A imagética de Zamiatine resulta, naturalmente, da sua experiência pessoal com os ideais comunistas e as consequências da revolução bolchevique na Rússia, mas anuncia uma mais ampla dissolução de um dos pilares fundamentais do paradigma liberal moderno, continuamente erodido ao longo do século XX. A separação entre esfera pública e esfera privada, entre aquilo que importa para a discussão coletiva dos assuntos comuns e aquilo que diz respeito apenas à nossa intimidade e privacidade, numa erosão progressiva que resulta de se ter instalado nas nossas sociedades uma cultura de vigilância.

Em Porque está a falhar o liberalismo?, Patrick Deneen aponta as razões para uma tal cultura nos fundamentos éticos que deram origem ao projeto moderno e ao paradigma liberal.

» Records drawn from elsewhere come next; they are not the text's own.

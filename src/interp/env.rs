use std::cell::RefCell;
use std::collections::HashMap;
use std::rc::Rc;

use crate::interp::value::Value;

/// A lexical scope chain. Cloning shares the scope.
#[derive(Clone, Default)]
pub struct Env(Rc<RefCell<Scope>>);

#[derive(Default)]
struct Scope {
    vars: HashMap<String, Value>,
    parent: Option<Env>,
}

impl Env {
    pub fn new() -> Self {
        Self::default()
    }

    /// Create a nested scope whose lookups fall back to `self`.
    pub fn child(&self) -> Env {
        Env(Rc::new(RefCell::new(Scope {
            vars: HashMap::new(),
            parent: Some(self.clone()),
        })))
    }

    /// Bind `name` in this scope, shadowing outer bindings.
    pub fn define(&self, name: impl Into<String>, value: Value) {
        self.0.borrow_mut().vars.insert(name.into(), value);
    }

    pub fn get(&self, name: &str) -> Option<Value> {
        let scope = self.0.borrow();
        match scope.vars.get(name) {
            Some(value) => Some(value.clone()),
            None => scope.parent.as_ref().and_then(|parent| parent.get(name)),
        }
    }

    /// Update the nearest existing binding. Returns false when `name` is
    /// not bound anywhere in the chain.
    pub fn assign(&self, name: &str, value: Value) -> bool {
        let mut scope = self.0.borrow_mut();
        if let Some(slot) = scope.vars.get_mut(name) {
            *slot = value;
            return true;
        }
        match &scope.parent {
            Some(parent) => parent.assign(name, value),
            None => false,
        }
    }
}

#[cfg(test)]
mod tests {
    use super::*;

    #[test]
    fn test_child_scope_shadows_and_assigns_through() {
        let global = Env::new();
        global.define("x", Value::Int(1));
        let inner = global.child();

        assert!(inner.assign("x", Value::Int(2)));
        assert_eq!(global.get("x").and_then(|v| v.as_int()), Some(2));

        inner.define("x", Value::Int(3));
        assert_eq!(inner.get("x").and_then(|v| v.as_int()), Some(3));
        assert_eq!(global.get("x").and_then(|v| v.as_int()), Some(2));

        assert!(!inner.assign("missing", Value::Nil));
    }
}
//! Hashlit - extensible collection literals
//!
//! `Ctor#[a, b]` and `Ctor#{k: v}` are rewritten into calls of
//! `Ctor[Symbol.sequenceLiteral]` and `Ctor[Symbol.mappingLiteral]` with a
//! lazy producer of the elements. This library provides the front end,
//! the desugaring pass and a small interpreter that runs the result.

pub mod compiler;
pub mod config;
pub mod interp;
pub mod package;

// Re-export commonly used types
pub use compiler::{
    CompileError, Error, check_file, compile_source, desugar_file, desugar_source, run_file,
    run_source,
};
pub use config::{OutputMode, RuntimeConfig};
pub use interp::{Interpreter, LiteralProtocol, Producer, RuntimeError, Value};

O individualismo moderno, que recusa a virtude dos antigos e pretende libertar os indivíduos de todas as autoridades, “gera anomia social e requer a expansão da segurança jurídica, proscrições policiais e mais vigilância.” O cultivo aristotélico do caráter e a autodisciplina foram descurados como paternalistas e opressivos e, por essa razão, “cada vez mais administrações escolares do país instalam agora câmaras de vigilância nas escolas”. A libertação do indivíduo terá, de acordo com este argumento, fragilizado a dimensão de caráter individual, o que conduz a uma desconfiança permanente face ao comportamento do outro. E basta pensar em todas as soluções imaginativas e eticamente questionáveis que foram adotadas nas universidades portuguesas para vigiar os estudantes durante as avaliações à distância no último ano, para percebermos a ideia de Deneen.

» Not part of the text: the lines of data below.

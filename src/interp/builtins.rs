use std::cell::RefCell;
use std::rc::Rc;

use crate::compiler::ast::WellKnownSymbol;
use crate::compiler::lexer::Span;
use crate::interp::env::Env;
use crate::interp::protocol::{
    ArrayConstructor, LiteralProtocol, MapConstructor, ObjectConstructor, SetConstructor,
};
use crate::interp::value::{Key, Object, OrderedMap, Value};
use crate::interp::RuntimeError;

/// Bind the standard globals into `env`.
pub fn install(env: &Env) {
    let constructors: [Rc<dyn LiteralProtocol>; 4] = [
        Rc::new(ArrayConstructor),
        Rc::new(SetConstructor),
        Rc::new(MapConstructor),
        Rc::new(ObjectConstructor),
    ];
    for ctor in constructors {
        env.define(ctor.name().to_string(), Value::Constructor(ctor));
    }

    let mut symbol = Object::new();
    for sym in WellKnownSymbol::ALL {
        symbol.set(Key::Name(Rc::from(sym.name())), Value::Symbol(sym));
    }
    env.define("Symbol", Value::object(symbol));

    env.define(
        "print",
        Value::native("print", |interp, args, _span| {
            let line = args
                .iter()
                .map(|arg| arg.to_string())
                .collect::<Vec<_>>()
                .join(" ");
            interp.emit(line);
            Ok(Value::Nil)
        }),
    );

    env.define(
        "len",
        Value::native("len", |_interp, args, span| {
            let [value] = one_arg(args, span)?;
            length(&value).map(Value::Int).ok_or_else(|| RuntimeError::TypeMismatch {
                message: format!("len() expects a collection or string, got {}", value.type_name()),
                span,
            })
        }),
    );
}

fn one_arg(args: Vec<Value>, span: Span) -> Result<[Value; 1], RuntimeError> {
    <[Value; 1]>::try_from(args).map_err(|args| RuntimeError::ArityMismatch {
        expected: 1,
        found: args.len(),
        span,
    })
}

fn length(value: &Value) -> Option<i64> {
    let n = match value {
        Value::Str(s) => s.chars().count(),
        Value::Array(items) | Value::Set(items) => items.borrow().len(),
        Value::Map(map) => map.borrow().len(),
        Value::Object(object) => object.borrow().len(),
        _ => return None,
    };
    Some(n as i64)
}

/// Built-in members of arrays, sets, maps and strings.
///
/// Methods are returned bound to their receiver.
pub fn member(receiver: &Value, name: &str) -> Option<Value> {
    match (receiver, name) {
        (Value::Str(_), "length")
        | (Value::Array(_), "length")
        | (Value::Set(_), "size")
        | (Value::Map(_), "size") => length(receiver).map(Value::Int),
        (Value::Array(items), "push") => {
            let items = items.clone();
            Some(Value::native("push", move |_interp, args, _span| {
                let mut items = items.borrow_mut();
                items.extend(args);
                Ok(Value::Int(items.len() as i64))
            }))
        }
        (Value::Set(items), "add") => {
            let items = items.clone();
            Some(Value::native("add", move |_interp, args, span| {
                let [value] = one_arg(args, span)?;
                let mut items = items.borrow_mut();
                if !items.iter().any(|existing| existing.equals(&value)) {
                    items.push(value);
                }
                Ok(Value::Nil)
            }))
        }
        (Value::Set(items), "has") => {
            let items = items.clone();
            Some(Value::native("has", move |_interp, args, span| {
                let [value] = one_arg(args, span)?;
                let found = items.borrow().iter().any(|existing| existing.equals(&value));
                Ok(Value::Bool(found))
            }))
        }
        (Value::Map(map), "get") => {
            let map = map.clone();
            Some(Value::native("get", move |_interp, args, span| {
                let [key] = one_arg(args, span)?;
                Ok(map.borrow().get(&key).unwrap_or(Value::Nil))
            }))
        }
        (Value::Map(map), "has") => {
            let map = map.clone();
            Some(Value::native("has", move |_interp, args, span| {
                let [key] = one_arg(args, span)?;
                Ok(Value::Bool(map.borrow().contains_key(&key)))
            }))
        }
        (Value::Map(map), "set") => {
            let map: Rc<RefCell<OrderedMap>> = map.clone();
            Some(Value::native("set", move |_interp, args, span| {
                let [key, value] = <[Value; 2]>::try_from(args).map_err(|args| {
                    RuntimeError::ArityMismatch {
                        expected: 2,
                        found: args.len(),
                        span,
                    }
                })?;
                map.borrow_mut().insert(key, value);
                Ok(Value::Nil)
            }))
        }
        _ => None,
    }
}

#[cfg(test)]
mod tests {
    use super::*;

    #[test]
    fn test_symbol_global_exposes_protocol_keys() {
        let env = Env::new();
        install(&env);
        let Some(Value::Object(symbol)) = env.get("Symbol") else {
            panic!("Symbol is not an object");
        };
        let seq = symbol.borrow().get_name("sequenceLiteral");
        assert!(matches!(seq, Some(Value::Symbol(WellKnownSymbol::SequenceLiteral))));
        let map = symbol.borrow().get_name("mappingLiteral");
        assert!(matches!(map, Some(Value::Symbol(WellKnownSymbol::MappingLiteral))));
    }

    #[test]
    fn test_member_lengths() {
        let array = Value::array(vec![Value::Int(1), Value::Int(2)]);
        assert_eq!(member(&array, "length").and_then(|v| v.as_int()), Some(2));
        assert_eq!(member(&Value::str("héllo"), "length").and_then(|v| v.as_int()), Some(5));
        assert!(member(&array, "size").is_none());
        assert!(member(&Value::Int(3), "length").is_none());
    }
}
/// Errors raised while evaluating a program.
#[derive(Debug, Clone, Error)]
pub enum RuntimeError {
    #[error("undefined variable '{name}'")]
    UndefinedVariable { name: String, span: Span },
    #[error("{callee} is not callable")]
    NotCallable { callee: String, span: Span },
    #[error("no method '{method}' on {receiver}")]
    NoSuchMethod {
        method: String,
        receiver: String,
        span: Span,
    },
    #[error("{receiver} has no {symbol} method")]
    MissingProtocolMethod {
        symbol: WellKnownSymbol,
        receiver: String,
        span: Span,
    },
    #[error("{message}")]
    TypeMismatch { message: String, span: Span },
    #[error("expected {expected} arguments, got {found}")]
    ArityMismatch {
        expected: usize,
        found: usize,
        span: Span,
    },
    #[error("index {index} out of bounds (length {length})")]
    IndexOutOfBounds {
        index: i64,
        length: usize,
        span: Span,
    },
    #[error("division by zero")]
    DivisionByZero { span: Span },
    #[error("malformed producer: {message}")]
    MalformedProducer { message: String, span: Span },
    #[error("maximum call depth of {limit} exceeded")]
    StackOverflow { limit: usize, span: Span },
    /// A value raised by `throw`, including from inside a protocol method.
    #[error("uncaught exception: {value}")]
    Thrown { value: Value, span: Span },
}

impl RuntimeError {
    pub fn span(&self) -> Span {
        match self {
            RuntimeError::UndefinedVariable { span, .. }
            | RuntimeError::NotCallable { span, .. }
            | RuntimeError::NoSuchMethod { span, .. }
            | RuntimeError::MissingProtocolMethod { span, .. }
            | RuntimeError::TypeMismatch { span, .. }
            | RuntimeError::ArityMismatch { span, .. }
            | RuntimeError::IndexOutOfBounds { span, .. }
            | RuntimeError::DivisionByZero { span }
            | RuntimeError::MalformedProducer { span, .. }
            | RuntimeError::StackOverflow { span, .. }
            | RuntimeError::Thrown { span, .. } => *span,
        }
    }

    /// The value a `catch` clause binds for this error.
    fn into_caught_value(self) -> Value {
        match self {
            RuntimeError::Thrown { value, .. } => value,
            other => Value::str(&other.to_string()),
        }
    }
}

enum Flow {
    Normal,
    Return(Value),
}

/// The interpreter state: globals, configuration and call depth.
pub struct Interpreter {
    globals: Env,
    config: RuntimeConfig,
    depth: usize,
    output: Vec<String>,
}

impl Default for Interpreter {
    fn default() -> Self {
        Self::new()
    }
}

Shoshana Zuboff, em A Era do capitalismo da vigilância, aponta o dedo a uma nova forma de capitalismo que, assente nas grandes empresas de Silicon Valley (Google, Microsoft e Facebook), estaria a transformar radicalmente as nossas vidas e o próprio sistema capitalista. Esse capitalismo da vigilância utiliza-nos como “objetos de uma operação de extração de matérias-primas tecnologicamente avançada e progressivamente inevitável”, a partir do qual “pagamos a nossa própria submissão”. Mas talvez o pior seja a disponibilidade acrítica com que nos subjugamos: adquirimos voluntariamente equipamentos domésticos smart que vão proliferando nas nossas casas, sentimo-nos bem ao expor todos os aspetos desinteressantes das nossas vidas nas redes sociais, deixamos que os telemóveis guardem a localização de todos os nossos movimentos.

O que Zuboff optou por menosprezar é o perigo que se encontra igualmente nos Estados de vigilância, que não param de crescer. Tal como o sapo que, colocado numa panela de água ao lume, não se apercebe do que lhe vai acontecer, também nós fomos sendo preparados para casas de vidro e vidas transparentes por uma cultura de vigilância. Fomos aceitando sem reclamar o controlo e verificação das nossas contas bancárias, passamos a dar diligentemente conhecimento ao Estado de todas as compras que fazemos, pagamos tudo com cartão de multibanco ou aplicações no smartphone e aceitamos a proliferação de câmaras de reconhecimento facial. Por causa da pandemia (que tem acelerado todas estas tendências), alegramo-nos com a ideia de um certificado verde digital, aceitamos que se proponha o voto eletrónico nas próximas eleições autárquicas e vamos deixando que se fale na eliminação do dinheiro físico.

E enquanto os cidadãos da União Europeia estão distraídos com a crise pandémica, a Comissão Europeia apresentou uma proposta para o controlo das comunicações digitais. De acordo com a medida que está agora em consulta pública, as empresas de comunicação digital deverão implementar ferramentas capazes de fiscalizar tudo aquilo que escrevemos on-line (desde publicações nas redes sociais a conversas no chat) como medida de combate ao abuso infantil. Patrick Breyer, membro do Parlamento Europeu, desconstrói a razoabilidade da medida aqui, mas toda a história da União Europeia é prova da sua fecunda irrazoabilidade. Adivinha-se, por isso, mais um passo no aprofundamento da cultura de vigilância, com a União Europeia a fazer alegremente o caminho para aquilo que, no âmbito da teoria política, se convencionou chamar totalitarismo.